# Cierre centralizado de puertas de automóvil



## ivarian (Mar 23, 2010)

Bienvenidos, estoy diseñando un cierre centralizado para un coche y tengo una difícil elección si lo tengo que desarrollar mediante LIN bus ó CAN bus, sé que los módulos de las puertas se conectan mediante LIN con una unidad maestra (master) y varias esclavas (slaves) dependiendo de las funciones del coche y creo que las puertas se conectan entre sí mediante la unidad central CAN bus pero sin embargo un profesor me ha dicho que lo podría desarrollar con LIN bus y no sé muy bien el por qué ¿alguien me podría dar alguna explicación?
A parte de esto dispongo el profesor me ha facilitado un entrenador LIN bus multimedia matrix system para desarrollarlo y no sé si debería conectar algo más para desarrollarlo ¿alguien me podría dar alguna respuesta? Muchas gracias.

Un saludo,

                Iván


----------



## elbrujo (Mar 23, 2010)

Google linbus 
Google canbus
http://www.mecanicavirtual.org/can-bus-lin-most-bluetooth.htm


----------



## ivarian (Mar 24, 2010)

Muchas gracias "el brujo" ya conocía esta página pero gracias por tu ayuda.

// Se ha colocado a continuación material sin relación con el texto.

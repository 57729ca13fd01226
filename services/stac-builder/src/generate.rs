//! Regenerate reference inventory tables from live index files.
//!
//! One table per (product, forecast-hour set), built from the index of a
//! single representative forecast hour of the 00 UTC CONUS cycle.

use std::fs;
use std::io::Write;
use std::path::{Path, PathBuf};

use chrono::{DateTime, Utc};
use flate2::write::GzEncoder;
use flate2::Compression;
use hrrr_common::{CloudProvider, ForecastHourSet, HrrrResult, Product, Region};
use hrrr_inventory::{assemble, parse_index, reference::table_path, ReferenceInventory};
use hrrr_stac::ItemRequest;
use tracing::{info, warn};

use crate::fetch::IndexSource;

/// Forecast hour whose index defines the schema of `set`.
pub fn representative_forecast_hour(set: ForecastHourSet) -> u32 {
    match set {
        ForecastHourSet::Fh00 => 0,
        ForecastHourSet::Fh01To18 => 1,
        ForecastHourSet::Fh00To01 => 1,
        ForecastHourSet::Fh02To48 => 2,
    }
}

/// Fetch, build, and write every reference table into `output_dir`.
///
/// Existing tables in `output_dir` donate their descriptions. Returns the
/// paths written.
pub async fn generate_inventories<S: IndexSource>(
    source: &S,
    provider: CloudProvider,
    reference_date: DateTime<Utc>,
    output_dir: &Path,
    gzip: bool,
) -> HrrrResult<Vec<PathBuf>> {
    fs::create_dir_all(output_dir)?;
    let mut written = Vec::new();

    for product in Product::all() {
        for set in product.forecast_hour_sets() {
            let forecast_hour = representative_forecast_hour(*set);
            let request = ItemRequest {
                reference_time: reference_date,
                forecast_hour,
                region: Region::Conus,
                product: *product,
                provider,
            };

            let href = request.index_href();
            let content = source.fetch_index(&href).await?;
            let records = parse_index(&content)?;

            let previous = match table_path(output_dir, *product, *set) {
                Some(path) => match ReferenceInventory::load(&path) {
                    Ok(table) => Some(table),
                    Err(e) => {
                        warn!(path = ?path, error = %e, "Ignoring unreadable existing table");
                        None
                    }
                },
                None => None,
            };

            let table = ReferenceInventory::from_index_records(
                *product,
                *set,
                forecast_hour,
                &records,
                previous.as_ref(),
            );
            table.validate()?;

            if let Err(e) = assemble(&records, &table, forecast_hour) {
                warn!(
                    table = %table.name(),
                    error = %e,
                    "Generated table does not assemble cleanly at its reference hour"
                );
            }

            let path = write_table(&table, output_dir, gzip)?;
            info!(
                table = %table.name(),
                rows = table.len(),
                source = %href,
                path = ?path,
                "Wrote reference inventory"
            );
            written.push(path);
        }
    }

    Ok(written)
}

/// Write `table` as `.yaml` or `.yaml.gz`, removing the other form.
pub fn write_table(table: &ReferenceInventory, dir: &Path, gzip: bool) -> HrrrResult<PathBuf> {
    let yaml = table.to_yaml()?;
    let plain = dir.join(format!("{}.yaml", table.name()));
    let compressed = dir.join(format!("{}.yaml.gz", table.name()));

    let (path, stale) = if gzip {
        let mut encoder = GzEncoder::new(Vec::new(), Compression::default());
        encoder.write_all(yaml.as_bytes())?;
        fs::write(&compressed, encoder.finish()?)?;
        (compressed, plain)
    } else {
        fs::write(&plain, yaml)?;
        (plain, compressed)
    };

    if stale.exists() {
        fs::remove_file(&stale)?;
    }
    Ok(path)
}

El problema es que me han dado un "entrenador" de LIN bus matrix multimedia para desarrollar mi proyecto, este consta de tres nodos esclavos (slave) y uno maestro (master) para desarrollar mi cierre centralizado. Sin embargo, con la información que he conseguido hasta ahora he podido ver que los módulos de las puertas (conectan entre sí el retrovisor eléctrico, elevalunas eléctrico, cierre centralizado, etc...) usan para su interconexión un bus LIN maestro (master), éste cuando recibe la señal de apertura se la manda al actuador del cierre y a su mismo tiempo manda una señal a la unidad central del coche (CAN bus) que transmite la señal a las otras unidades de puerta para sincronizar la apertura. La cuestión es que no sé muy bien cómo trabajar con el entrenador que dispongo para simular un diseño que se asemeje un poco a la realidad ¿Debería diseñar un módulo de bus Can para realizarlo ó podría con lo que tengo hacer una simulación teórica que se asemeje un poco a la realidad? Muchas gracias.


Un saludo,

                Iván


----------



## elbrujo (Mar 24, 2010)

Yo no conozco el entrenador.. que es un soft? o son modulos reales? ambos? que tenes que hacer, programarlos? algo en flash? adjuntalo a ver que es como se usa..


----------



## ivarian (Mar 25, 2010)

Vale te adjunto algunos documentos del tablero donde se ve su estructura y algunos ejemplos. El software que utilizo es el flowcode y es un lenguaje de símbolos en un principio bastante sencillo. Muchas gracias.


Un saludo,




                       IVAN

Creo que te he adjuntado algunos archivos es la primera vez que adjunto archivos en el foro así que si hay algun problema me lo comentas. Gracias.


----------



## elbrujo (Mar 25, 2010)

No se ven.. tenes que comprimirlos. Como lo hiciste? edita e intenta de nuevo


----------



## loren (Mar 25, 2010)

Hola, la verdad que a mí también me interesaría muchísimo verlos.
Gracias y saludos.


----------



## Davitome (Feb 23, 2013)

Hola soy nuevo en electrónica, la verdad es que me dedico a ello por afición, mi profesión es otra. Bueno la duda es que he comprado un kit de cierre centralizado con mando a distancia y se lo quiero instalar a mi coche. Es un megane del 98 he empezado a instalarlo pero no entiendo muy bien los esquemas que me traen las instrucciones y he empezado a montarlo pero me funciona el cierre pero no me abre las puertas... :s. ¿Me podéis ayudar? Gracias de antemano


----------



## antoniojesus (May 22, 2017)

Hola buenas, tengo una duda con este esquema eléctrico, es de un cierre centralizado universal y tengo todo conectado menos el amarillo/verde/azul y de momento los dos marrones de los intermitentes y el naranja del freno ya que todavía no lo he montado en el coche (lo tengo en una mesa con una batería para probarlo).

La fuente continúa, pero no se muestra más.